– Так точно, – радостно отчеканил Грызлов. – Р-рота! Еще вопросы!
– Товарищ краб второй статьи, – неуверенно произнес рядовой Сапрыкин, – расскажите, пожалуйста, о ваших творческих планах.
Струнин откашлялся.
– Знаете, – начал он, – в моем творчестве всегда большую роль играла наша армия. Я считаю, что если поставить рядом, скажем, врача и офицера, то лучшим врачом окажется офицер. Или если, допустим, престидижитатора и офицера, то лучшим престидижитатором окажется офицер. Офицер умеет все, его этому учили. В русском офицерстве есть какая-то особенная мастеровитость, ухватчивость. И вот я думаю сейчас написать книгу об офицерстве, как оно сложилось в особенную касту, в орден меченосцев.
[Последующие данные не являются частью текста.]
//! Static schema registry for FDSNStationXML 1.1 and ExtStationXML 3.0.
//!
//! Every XML type the binding engine can produce is described by a
//! [`SchemaNode`]: ordered attributes, ordered elements, namespace, and the
//! type it extends. Nodes are resolved once from the declarations in
//! [`catalog`] and never change afterwards.

mod catalog;

use std::collections::BTreeMap;
use std::sync::OnceLock;

pub use catalog::TypeId;

/// Namespaces known to the binding engine
#[derive(Debug, Clone, Copy, PartialEq, Eq, Hash, PartialOrd, Ord)]
pub enum Namespace {
    Xsi,
    Fsx,
    Sis,
}

impl Namespace {
    pub const ALL: [Namespace; 3] = [Namespace::Xsi, Namespace::Fsx, Namespace::Sis];

    pub fn uri(self) -> &'static str {
        match self {
            Namespace::Xsi => "http://www.w3.org/2001/XMLSchema-instance",
            Namespace::Fsx => "http://www.fdsn.org/xml/station/1",
            Namespace::Sis => "http://anss-sis.scsn.org/xml/ext-stationxml/3.0",
        }
    }

    /// Short key used in attribute names and diagnostics
    pub fn key(self) -> &'static str {
        match self {
            Namespace::Xsi => "xsi",
            Namespace::Fsx => "fsx",
            Namespace::Sis => "sis",
        }
    }

    /// Prefix written on output; the FDSN namespace is the default namespace
    pub fn output_prefix(self) -> Option<&'static str> {
        match self {
            Namespace::Xsi => Some("xsi"),
            Namespace::Fsx => None,
            Namespace::Sis => Some("sis"),
        }
    }

    pub fn schema_file(self) -> &'static str {
        match self {
            Namespace::Xsi => "",
            Namespace::Fsx => "http://www.fdsn.org/xml/station/fdsn-station-1.1.xsd",
            Namespace::Sis => "https://anss-sis.scsn.org/xml/ext-stationxml/3.0/sis_extension.xsd",
        }
    }

    pub fn schema_version(self) -> &'static str {
        match self {
            Namespace::Xsi => "",
            Namespace::Fsx => "1.1",
            Namespace::Sis => "3.0",
        }
    }

    /// Expected `xsi:schemaLocation` value for documents rooted in this namespace
    pub fn schema_location(self) -> String {
        format!("{} {}", self.uri(), self.schema_file())
    }

    pub fn from_uri(uri: &str) -> Option<Self> {
        Self::ALL.into_iter().find(|ns| ns.uri() == uri)
    }
}

/// Primitive datatypes carried by leaf fields
#[derive(Debug, Clone, Copy, PartialEq, Eq)]
pub enum Primitive {
    Text,
    Integer,
    Double,
    Boolean,
    DateTime,
}

impl Primitive {
    pub fn name(self) -> &'static str {
        match self {
            Primitive::Text => "text",
            Primitive::Integer => "integer",
            Primitive::Double => "double",
            Primitive::Boolean => "boolean",
            Primitive::DateTime => "date",
        }
    }
}

/// Field payload: a primitive or a nested schema type
#[derive(Debug, Clone, Copy, PartialEq, Eq)]
pub enum Kind {
    Primitive(Primitive),
    Nested(TypeId),
}

/// How double values of a field are written
#[derive(Debug, Clone, Copy, PartialEq, Eq, Default)]
pub enum DecimalFormat {
    /// Shortest form that parses back to the same value
    #[default]
    General,
    Fixed1,
    Fixed6,
}

#[derive(Debug, Clone, Copy, PartialEq, Eq)]
pub enum Presence {
    Optional,
    Required,
    /// Must be present but the empty string is a legal value
    RequiredMayBeEmpty,
}

/// One attribute or element of a schema type
#[derive(Debug, Clone, Copy, PartialEq)]
pub struct FieldSpec {
    pub name: &'static str,
    pub kind: Kind,
    pub presence: Presence,
    pub repeated: bool,
    pub format: DecimalFormat,
}

impl FieldSpec {
    pub const fn new(name: &'static str, kind: Kind) -> Self {
        Self {
            name,
            kind,
            presence: Presence::Optional,
            repeated: false,
            format: DecimalFormat::General,
        }
    }

    pub const fn required(self) -> Self {
        Self {
            presence: Presence::Required,
            ..self
        }
    }

    pub const fn required_may_be_empty(self) -> Self {
        Self {
            presence: Presence::RequiredMayBeEmpty,
            ..self
        }
    }

    pub const fn repeated(self) -> Self {
        Self {
            repeated: true,
            ..self
        }
    }

    pub const fn formatted(self, format: DecimalFormat) -> Self {
        Self { format, ..self }
    }

    pub fn is_required(&self) -> bool {
        self.presence != Presence::Optional
    }

    pub fn nested_type(&self) -> Option<TypeId> {
        match self.kind {
            Kind::Nested(id) => Some(id),
            Kind::Primitive(_) => None,
        }
    }
}

/// Domain rules checked by validation in addition to presence
#[derive(Debug, Clone, Copy, PartialEq)]
pub enum Rule {
    /// `plusError` and `minusError` must be equal (both may be absent)
    SymmetricErrors,
    /// The `unit` attribute, when present, must equal the given tag
    UnitEquals(&'static str),
    /// `ValueOf` must lie in the closed interval
    Range {
        label: &'static str,
        min: f64,
        max: f64,
    },
    /// Exactly one of the two elements must be present
    ExactlyOne(&'static str, &'static str),
    /// `CalibrationDate` or `CalibrationDateUnknown` must be present
    CalibrationDateKnown,
    /// Root `schemaVersion` and `xsi:schemaLocation` checks for the dialect
    RootSchema(Namespace),
}

/// Resolved metadata for one schema type
#[derive(Debug)]
pub struct SchemaNode {
    pub id: TypeId,
    pub name: &'static str,
    pub namespace: Namespace,
    pub extends: Option<TypeId>,
    pub supertype: Option<TypeId>,
    pub simple: bool,
    pub attributes: Vec<FieldSpec>,
    pub elements: Vec<FieldSpec>,
    pub rules: Vec<Rule>,
    element_namespaces: Vec<Namespace>,
    ext_type: Option<String>,
}

impl SchemaNode {
    pub fn attribute(&self, name: &str) -> Option<&FieldSpec> {
        self.attributes.iter().find(|f| f.name == name)
    }

    pub fn element(&self, name: &str) -> Option<&FieldSpec> {
        self.elements.iter().find(|f| f.name == name)
    }

    /// Attribute or element with the given name
    pub fn field(&self, name: &str) -> Option<&FieldSpec> {
        self.attribute(name).or_else(|| self.element(name))
    }

    /// Elements in declaration order with the namespace each is written in
    pub fn elements_with_namespace(&self) -> impl Iterator<Item = (&FieldSpec, Namespace)> {
        self.elements
            .iter()
            .zip(self.element_namespaces.iter().copied())
    }

    /// Value of `xsi:type` an instance of this type carries by default
    pub fn ext_type(&self) -> Option<&str> {
        self.ext_type.as_deref()
    }

    /// Kind of the `ValueOf` pseudo-field for simple-content types
    pub fn simple_kind(&self) -> Option<Primitive> {
        if !self.simple {
            return None;
        }
        match self.element("ValueOf").map(|f| f.kind) {
            Some(Kind::Primitive(p)) => Some(p),
            _ => None,
        }
    }
}

static REGISTRY: OnceLock<BTreeMap<TypeId, SchemaNode>> = OnceLock::new();

fn registry() -> &'static BTreeMap<TypeId, SchemaNode> {
    REGISTRY.get_or_init(catalog::resolve_all)
}

/// Look up the resolved node for a type.
///
/// Every `TypeId` has a declaration; a missing one is a defect in the
/// catalogue, not a data error.
pub fn node(id: TypeId) -> &'static SchemaNode {
    match registry().get(&id) {
        Some(node) => node,
        None => panic!("schema type {:?} has no declaration", id),
    }
}

/// All resolved nodes, ordered by type id
pub fn nodes() -> impl Iterator<Item = &'static SchemaNode> {
    registry().values()
}

pub(crate) const TEXT: Kind = Kind::Primitive(Primitive::Text);
pub(crate) const INTEGER: Kind = Kind::Primitive(Primitive::Integer);
pub(crate) const DOUBLE: Kind = Kind::Primitive(Primitive::Double);
pub(crate) const BOOLEAN: Kind = Kind::Primitive(Primitive::Boolean);
pub(crate) const DATE: Kind = Kind::Primitive(Primitive::DateTime);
Как вообше становятся офицером, почему не всякий, а только избранный достоин этого звания. Хотелось бы, знаете, сплести такой венок или даже косичку и возложить это на русское офицерство, которое лбом пробивало России дорогу к морю, которое прикрыло грудью братские славянские народы, которое отличается всегда удивительно приятным запахом… Вот если я почувствую в себе силушку, то я приступлю немедленно к этой книге. Думаю, что одно из первых мест в галерее блестящих офицеров займет генерал Пауков, которому вверена сейчас наша писбригада. Я ответил на ваш вопрос?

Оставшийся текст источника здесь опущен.